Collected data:
* * *
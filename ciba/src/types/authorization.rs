use serde::{Deserialize, Serialize};

use crate::capability::Capability;
use crate::phone::PhoneNumber;

/// Backchannel Authentication Request sent to the gateway's `bc-authorize`
/// endpoint to start a CIBA flow for the subject identified by
/// `login_hint`.
///
/// Sent as `application/x-www-form-urlencoded`.
#[derive(Clone, Debug, Default, Deserialize, Serialize, PartialEq, Eq)]
pub struct AuthorizationRequest {
    /// The subject's phone number as a `tel:` URI.
    pub login_hint: String,

    /// Space-delimited scope naming the capability (and data-sharing
    /// purpose) being requested.
    pub scope: String,
}

impl AuthorizationRequest {
    /// Create a request for the subject and capability.
    #[must_use]
    pub fn new(phone: &PhoneNumber, capability: Capability) -> Self {
        Self {
            login_hint: phone.login_hint(),
            scope: capability.scope().to_string(),
        }
    }
}

/// Backchannel Authentication Response as returned by the gateway.
///
/// `auth_req_id` is optional here so a response lacking it can be reported
/// as an authorization failure rather than a decoding error.
#[derive(Clone, Debug, Default, Deserialize, Serialize, PartialEq, Eq)]
pub struct AuthorizationResponse {
    /// Opaque identifier of the authentication request.
    #[serde(skip_serializing_if = "Option::is_none")]
    pub auth_req_id: Option<String>,

    /// Lifetime of `auth_req_id` in seconds.
    #[serde(skip_serializing_if = "Option::is_none")]
    pub expires_in: Option<i64>,

    /// Minimum seconds the client should wait between token requests.
    #[serde(skip_serializing_if = "Option::is_none")]
    pub interval: Option<i64>,
}

/// A started backchannel authentication, ready to be exchanged for a token.
///
/// The grant is single-use: [`crate::CibaClient::exchange_token`] consumes it.
/// Expiry is enforced by the gateway, not tracked here.
#[derive(Debug, PartialEq, Eq)]
pub struct AuthorizationGrant {
    /// Opaque identifier of the authentication request.
    pub auth_req_id: String,

    /// Lifetime of `auth_req_id` in seconds, when reported.
    pub expires_in: Option<i64>,

    /// Polling interval in seconds, when reported.
    pub interval: Option<i64>,

    /// The capability the grant was requested for.
    pub capability: Capability,
}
* * *
What's needed is every entry, returned word for word.

filename ciba/src/types/authorization.rs
use serde::{Deserialize, Serialize};

use crate::capability::Capability;
use crate::phone::PhoneNumber;

/// Backchannel Authentication Request sent to the gateway's `bc-authorize`
/// endpoint to start a CIBA flow for the subject identified by
/// `login_hint`.
///
/// Sent as `application/x-www-form-urlencoded`.
#[derive(Clone, Debug, Default, Deserialize, Serialize, PartialEq, Eq)]
pub struct AuthorizationRequest {
    /// The subject's phone number as a `tel:` URI.
    pub login_hint: String,

    /// Space-delimited scope naming the capability (and data-sharing
    /// purpose) being requested.
    pub scope: String,
}

impl AuthorizationRequest {
    /// Create a request for the subject and capability.
    #[must_use]
    pub fn new(phone: &PhoneNumber, capability: Capability) -> Self {
        Self {
            login_hint: phone.login_hint(),
            scope: capability.scope().to_string(),
        }
    }
}

/// Backchannel Authentication Response as returned by the gateway.
///
/// `auth_req_id` is optional here so a response lacking it can be reported
/// as an authorization failure rather than a decoding error.
#[derive(Clone, Debug, Default, Deserialize, Serialize, PartialEq, Eq)]
pub struct AuthorizationResponse {
    /// Opaque identifier of the authentication request.
    #[serde(skip_serializing_if = "Option::is_none")]
    pub auth_req_id: Option<String>,

    /// Lifetime of `auth_req_id` in seconds.
    #[serde(skip_serializing_if = "Option::is_none")]
    pub expires_in: Option<i64>,

    /// Minimum seconds the client should wait between token requests.
    #[serde(skip_serializing_if = "Option::is_none")]
    pub interval: Option<i64>,
}

/// A started backchannel authentication, ready to be exchanged for a token.
///
/// The grant is single-use: [`crate::CibaClient::exchange_token`] consumes it.
/// Expiry is enforced by the gateway, not tracked here.
#[derive(Debug, PartialEq, Eq)]
pub struct AuthorizationGrant {
    /// Opaque identifier of the authentication request.
    pub auth_req_id: String,

    /// Lifetime of `auth_req_id` in seconds, when reported.
    pub expires_in: Option<i64>,

    /// Polling interval in seconds, when reported.
    pub interval: Option<i64>,

    /// The capability the grant was requested for.
    pub capability: Capability,
}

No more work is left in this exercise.